Kaşlarımı kaldırdım. Valeria bunu o kadar rahat bir tavırla söylemişti ki, yaşadıklarını bilmesem umursamaz bir kız olduğunu düşünebilirdim.

"Ne demek bilmiyorum?"

Nefesini üfledi. Konuyu uzatmamdan hoşnut olmadığı her halinden anlaşılıyordu. Bilmeme rağmen üzerine gitmemin sebebiyse yaptığında mantıklı bir taraf göremememdi.

"Bilmiyorum, işte" ses tonu sinirlendiğini anlamam için yeterliydi "Sanırım ben sadece ilişki öncesindeki o heyecanı seviyorum. Yani-"

"Tanrı aşkına!
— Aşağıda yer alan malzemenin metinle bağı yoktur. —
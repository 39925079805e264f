//! Handle for talking to a running [`WatchActor`](super::WatchActor).

use std::time::Duration;

use chrono::{DateTime, Utc};
use serde::Serialize;
use tokio::sync::{mpsc, oneshot};

use crate::{Error, Result};

/// Mailbox capacity for the watch actor.
pub const MAILBOX_CAPACITY: usize = 32;

#[derive(Debug)]
pub enum WatchMessage {
    /// Push the mute deadline out; replies with the deadline now in force.
    Mute {
        duration: Duration,
        reply: oneshot::Sender<DateTime<Utc>>,
    },
    GetStatus(oneshot::Sender<StatusReport>),
    Stop,
}

/// Point-in-time view of the poll state.
#[derive(Debug, Clone, PartialEq, Eq, Serialize)]
pub struct StatusReport {
    pub in_stock: bool,
    pub in_queue: bool,
    pub checks: u64,
    pub last_checked: Option<DateTime<Utc>>,
    pub muted_until: DateTime<Utc>,
    /// Current poll period.
    pub period: Duration,
}

impl StatusReport {
    /// Chat rendering used by `!status`.
    pub fn render(&self) -> String {
        let last = match self.last_checked {
            Some(at) => at
                .with_timezone(&chrono::Local)
                .format("%Y-%m-%d %H:%M:%S %Z")
                .to_string(),
            None => "never".to_string(),
        };
        format!(
            "Last: {last}\nIn Stock: {}\nIn Queue: {}\nChecks: {}",
            self.in_stock, self.in_queue, self.checks
        )
    }
}

#[derive(Debug, Clone)]
pub struct WatchHandle {
    sender: mpsc::Sender<WatchMessage>,
}

impl WatchHandle {
    pub(crate) fn new(sender: mpsc::Sender<WatchMessage>) -> Self {
        Self { sender }
    }

    pub async fn mute_for(&self, duration: Duration) -> Result<DateTime<Utc>> {
        let (reply, rx) = oneshot::channel();
        self.send(WatchMessage::Mute { duration, reply }).await?;
        rx.await.map_err(|_| stopped())
    }

    pub async fn status(&self) -> Result<StatusReport> {
        let (reply, rx) = oneshot::channel();
        self.send(WatchMessage::GetStatus(reply)).await?;
        rx.await.map_err(|_| stopped())
    }

    pub async fn stop(&self) -> Result<()> {
        self.send(WatchMessage::Stop).await
    }

    async fn send(&self, msg: WatchMessage) -> Result<()> {
        self.sender.send(msg).await.map_err(|_| stopped())
    }
}

fn stopped() -> Error {
    Error::Other("watch actor has stopped".to_string())
}

#[cfg(test)]
mod tests {
    use super::*;

    #[test]
    fn test_render_status() {
        let report = StatusReport {
            in_stock: true,
            in_queue: false,
            checks: 7,
            last_checked: None,
            muted_until: Utc::now(),
            period: Duration::from_secs(30),
        };
        assert_eq!(
            report.render(),
            "Last: never\nIn Stock: true\nIn Queue: false\nChecks: 7"
        );
    }

    #[tokio::test]
    async fn test_stopped_actor_is_an_error() {
        let (tx, rx) = mpsc::channel(1);
        drop(rx);
        let handle = WatchHandle::new(tx);
        assert!(handle.status().await.is_err());
        assert!(handle.stop().await.is_err());
    }
}
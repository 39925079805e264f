//! Announcements the bot makes on its own initiative.

use serde::Serialize;

#[derive(Debug, Clone, PartialEq, Eq, Serialize)]
#[serde(tag = "type", rename_all = "snake_case")]
pub enum BotEvent {
    Startup,
    Shutdown,
    /// The product page started redirecting into the queue.
    GoTime { mention: String, status: String },
    TabOpened,
    ClickMe { mention: String, url: String },
    BackInStock,
    OutOfStock,
}

impl BotEvent {
    pub fn event_type(&self) -> &'static str {
        match self {
            Self::Startup => "startup",
            Self::Shutdown => "shutdown",
            Self::GoTime { .. } => "go_time",
            Self::TabOpened => "tab_opened",
            Self::ClickMe { .. } => "click_me",
            Self::BackInStock => "back_in_stock",
            Self::OutOfStock => "out_of_stock",
        }
    }

    /// Chat text for the event.
    pub fn message(&self) -> String {
        match self {
            Self::Startup => "Initializing".to_string(),
            Self::Shutdown => "Shutting down".to_string(),
            Self::GoTime { mention, status } => {
                format!("{mention} Got status {status}. It's go time!")
            }
            Self::TabOpened => "Opened a tab!".to_string(),
            Self::ClickMe { mention, url } => {
                format!("{mention} Click me if you want to try! {url}")
            }
            Self::BackInStock => "Seems to be available!".to_string(),
            Self::OutOfStock => "Poo! Looks like it's gone".to_string(),
        }
    }
}
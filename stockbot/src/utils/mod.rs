pub mod browser;
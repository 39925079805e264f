//! Stock watching: the check against the storefront, the state it folds into, and
//! the actor that runs it on a timer.

pub mod actor;
pub mod check;
pub mod handle;
pub mod retry;
pub mod state;

pub use actor::{WatchActor, WatchSettings};
pub use check::{CheckOutcome, SoftMuteReason, StockChecker};
pub use handle::{StatusReport, WatchHandle, WatchMessage};
pub use state::{GateSnapshot, IntervalSwitch, Observation, PollState, Transition};

use thiserror::Error;

/// Why a check attempt failed. Every variant is retried.
#[derive(Debug, Error)]
pub enum CheckError {
    #[error("storefront request failed: {0}")]
    Storefront(#[from] storefront::StorefrontError),

    #[error("couldn't open a tab: {0}")]
    OpenBrowser(#[source] std::io::Error),
}

/// How one tick of the watch loop ended.
#[derive(Debug)]
pub enum TickOutcome {
    /// Muted; no check was made.
    Muted,
    /// The check ran and its observation (if any) was applied.
    Completed {
        transitions: Vec<Transition>,
        switch: Option<IntervalSwitch>,
    },
    /// Retries were exhausted.
    Failed(CheckError),
    /// The check panicked; the payload message is kept.
    Panicked(String),
}
impl WatchActor {
    pub fn new(
        settings: WatchSettings,
        state: PollState,
        gate: watch::Sender<GateSnapshot>,
        checker: StockChecker,
        notifier: Notifier,
        browser: Arc<dyn BrowserOpener>,
        cancel: CancellationToken,
    ) -> (Self, WatchHandle) {
        let (tx, mailbox) = mpsc::channel(MAILBOX_CAPACITY);
        let period = settings.interval;
        let actor = Self {
            settings,
            state,
            period,
            mailbox,
            gate,
            checker,
            notifier,
            browser,
            cancel,
            stopping: false,
        };
        (actor, WatchHandle::new(tx))
    }

    /// Run until stopped, cancelled, or every handle is dropped.
    pub async fn run(mut self) {
        self.state.unmute_after_startup(Utc::now());
        self.publish();
        info!(period = ?self.period, "Watching {}", self.checker.product_url());

        let mut ticker = new_ticker(self.period);
        loop {
            let mut reschedule = false;

            tokio::select! {
                biased;

                _ = self.cancel.cancelled() => {
                    debug!("Watch actor cancelled");
                    break;
                }

                msg = self.mailbox.recv() => {
                    let Some(msg) = msg else { break };
                    if self.handle_message(msg) {
                        debug!("Watch actor received stop signal");
                        break;
                    }
                }

                _ = ticker.tick() => {
                    let period = self.period;
                    let outcome = self.tick().await;
                    if self.stopping {
                        debug!("Watch actor stopped during a retry");
                        break;
                    }
                    report(&outcome);
                    reschedule = self.period != period;
                }
            }

            if reschedule {
                ticker = new_ticker(self.period);
            }
        }
    }

    /// Returns true when the actor should stop.
    fn handle_message(&mut self, msg: WatchMessage) -> bool {
        match msg {
            WatchMessage::Mute { duration, reply } => {
                if self.state.mute_for(Utc::now(), duration) {
                    self.publish();
                }
                info!(until = %self.state.muted_until(), "Muted");
                let _ = reply.send(self.state.muted_until());
                false
            }
            WatchMessage::GetStatus(reply) => {
                let _ = reply.send(self.status());
                false
            }
            WatchMessage::Stop => true,
        }
    }

    fn status(&self) -> StatusReport {
        StatusReport {
            in_stock: self.state.in_stock,
            in_queue: self.state.in_queue,
            checks: self.state.checks,
            last_checked: self.state.last_checked,
            muted_until: self.state.muted_until(),
            period: self.period,
        }
    }

    fn publish(&self) {
        self.gate.send_replace(self.state.snapshot());
    }

    /// One pass of the watch loop: skip while muted, otherwise check with retries
    /// and re-pick the poll period.
    pub(crate) async fn tick(&mut self) -> TickOutcome {
        if self.state.is_muted(Utc::now()) {
            return TickOutcome::Muted;
        }

        let was_active = self.state.is_active();
        let result = AssertUnwindSafe(self.check_with_retry())
            .catch_unwind()
            .await;

        let switch = interval_switch(was_active, self.state.is_active());
        self.apply_switch(switch);

        match result {
            Ok(Ok(transitions)) => TickOutcome::Completed {
                transitions,
                switch,
            },
            Ok(Err(e)) => TickOutcome::Failed(e),
            Err(payload) => TickOutcome::Panicked(payload_message(payload.as_ref())),
        }
    }

    fn apply_switch(&mut self, switch: Option<IntervalSwitch>) {
        match switch {
            Some(IntervalSwitch::SlowDown) => {
                info!("In queue, slowing down");
                self.period = self.settings.recheck_interval;
            }
            Some(IntervalSwitch::SpeedUp) => {
                info!("Gone again, speeding up");
                self.period = self.settings.interval;
            }
            None => {}
        }
    }

    /// Every attempt re-runs the whole check.
    async fn check_with_retry(&mut self) -> Result<Vec<Transition>, CheckError> {
        let policy = self.settings.check_retry.clone();
        let mut backoff = policy.start();

        loop {
            match self.check_once().await {
                Ok(transitions) => return Ok(transitions),
                Err(e) => match backoff.next_delay() {
                    Some(delay) => {
                        debug!(
                            error = %e,
                            attempt = backoff.attempts(),
                            "Check failed, retrying in {:?}",
                            delay
                        );
                        if !self.wait_for_retry(delay).await {
                            return Err(e);
                        }
                    }
                    None => return Err(e),
                },
            }
        }
    }

    /// Sit out a retry delay while still serving the mailbox, so status and mute
    /// requests don't queue behind a long retry sequence. Returns false once the
    /// actor has been told to stop.
    async fn wait_for_retry(&mut self, delay: Duration) -> bool {
        let deadline = sleep(delay);
        tokio::pin!(deadline);

        loop {
            tokio::select! {
                biased;

                _ = self.cancel.cancelled() => {
                    self.stopping = true;
                    return false;
                }

                msg = self.mailbox.recv() => {
                    let stop = match msg {
                        Some(msg) => self.handle_message(msg),
                        None => true,
                    };
                    if stop {
                        self.stopping = true;
                        return false;
                    }
                }

                _ = &mut deadline => return true,
            }
        }
    }

    async fn check_once(&mut self) -> Result<Vec<Transition>, CheckError> {
        match self.checker.check(self.state.checks).await? {
            CheckOutcome::SoftMuted(reason) => {
                debug!(?reason, "Nothing to go on, holding off");
                self.state.mute_for(Utc::now(), SOFT_MUTE);
                self.publish();
                Ok(Vec::new())
            }
            CheckOutcome::Observed(observation) => self.apply_observation(observation).await,
        }
    }

    async fn apply_observation(
        &mut self,
        observation: Observation,
    ) -> Result<Vec<Transition>, CheckError> {
        debug!(
            out_of_stock = observation.out_of_stock,
            would_enqueue = observation.would_enqueue,
            "Observed"
        );
        let transitions = self.state.apply(&observation);
        self.publish();

        let mut browser_error = None;
        for transition in &transitions {
            match transition {
                Transition::EnteredQueue => {
                    if let Err(e) = self.enter_queue(&observation.stock_status).await {
                        browser_error = Some(e);
                    }
                }
                Transition::LeftQueue => info!("No longer doing redirect"),
                Transition::BackInStock => {
                    self.notifier.notify(&BotEvent::BackInStock).await;
                }
                Transition::OutOfStock => {
                    self.notifier.notify(&BotEvent::OutOfStock).await;
                }
            }
        }

        if let Some(e) = browser_error {
            return Err(e);
        }
        self.state.record_check(Utc::now());
        Ok(transitions)
    }

    async fn enter_queue(&self, stock_status: &str) -> Result<(), CheckError> {
        let mention = self.settings.mention.clone();
        let url = self.checker.product_url().to_string();

        self.notifier.gif("lets do this").await;
        self.notifier
            .notify(&BotEvent::GoTime {
                mention: mention.clone(),
                status: stock_status.to_string(),
            })
            .await;

        if let Err(e) = self.browser.open(&url).await {
            error!(error = %e, "Couldn't open a tab!");
            return Err(CheckError::OpenBrowser(e));
        }

        self.notifier.notify(&BotEvent::TabOpened).await;
        self.notifier
            .notify(&BotEvent::ClickMe { mention, url })
            .await;
        Ok(())
    }
}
Heyecan mı? Heyecan kelimesinin benim bilmediğim bir tanımı falan yok değil mi?" dedim irice açtığım gözlerimle ve devam ettim "Çünkü bildiğim kadarıyla o bahsettiğin ilişki öncesi geçen 'heyecanlı' dönemde depresyona girip saçlarını kestirdin. Bu da mı heyecandan yani?"

"Saçlarımı kestirmemin sebebi o değildi!" dedi hemen "Ben sadece..." nefesini üfledi "Bilmiyorum, tamam mı? Tamam, kabul ediyorum. Her an aklımdaydı, onu sevdiğimi düşünüyordum. Sonra bunun sevgi olmadığını fark ettim" bir süre ara verip düşündü. Sanki söyleyecek doğru kelimeleri arıyormuş gibi "Belki de başlarda beni terslemesini yediremedim... Beni sevdiğini söyledikten sonra her şey birden yok oldu ve-"

"Yani her şey egonu tatmin etmek için miydi?"

"Hayır!" dedi hemen "Asla öyle bir şey düşünmedim. Beni dinlemiyor musun sen? Ondan gerçekten hoşlandığımı-"

"Sevdiğini söylemiştin?"

"Neyse ne!" dedi sinirle "Ona karşı bir şeyler hissettiğimi sanmıştım. Ama onu elde edince her-"

"Aslında onu de-"

"Bak, özetleyeceğim" dedi o da benim lafımı kesip "Durum şundan ibaret; eğer karşında seninle olmasının imkansız olduğunu düşündüğün biri varsa, bir anda kendini ona aşık olarak bulursun. Ama bu aslında aşk değildir. Sadece onu elde etme hırsıdır. Bu yüzden kendini her an onu düşünürken bulur, aşık olduğunu sanırsın. Onu elde ettiğindeyse bütün duyguların çekilip alınmış gibi hissedersin-ki bu tamda benim yaşadığım şey-ve bu sefer ondan kurtulmak için bir yol bulmaya çalışırsın" söylediklerini algılamak için bir süre bekledim "Açıklayıcı oldu mu?"

"Gibi, gibi"

İç çekti.

"Bu da bir şey..."

Gözlerimi devirdim.

Tamam, söyledikleri gayet açıklayıcı olmuştu. Hatta kendimi bir anda bu durumla eşleştirmeye çalışmıştım. Eğer bende Harry'le-hayır... Yok canım.

"Bir sorum var" dedim tereddütle. Başını salladı öğretmen edasıyla.

"Söylemek istediğin şey, eğer birini durmadan düşünmekten kurtulmak istiyorsan yapman gerekenin onu düşünmek yerine yaşamak olduğu mu?"

"Vay be" dedi gülerek "Tam bir edebiyatçı gibi konuştun"

Kıkırdadım. Tekrar sormama gerek kalmadan cevap verdi.

"Aynen öyle" dedi gülümsemesini yavaşça silerken "Böylece yaşadığın şeyin aşk mı yoksa takıntı mı olduğunu daha kısa ve acısız yoldan öğrenmiş olursun. Çünkü kaçmaya çalıştıkça kendini ona daha fazla bağlanmış bir halde buluyorsun"

İç çektim.

"Kesinlikle" mırıldandım kendi kendime.

"Efendim?" dedi duymadığını belli ederek. Başımı kaldırdım ve gülümsedim.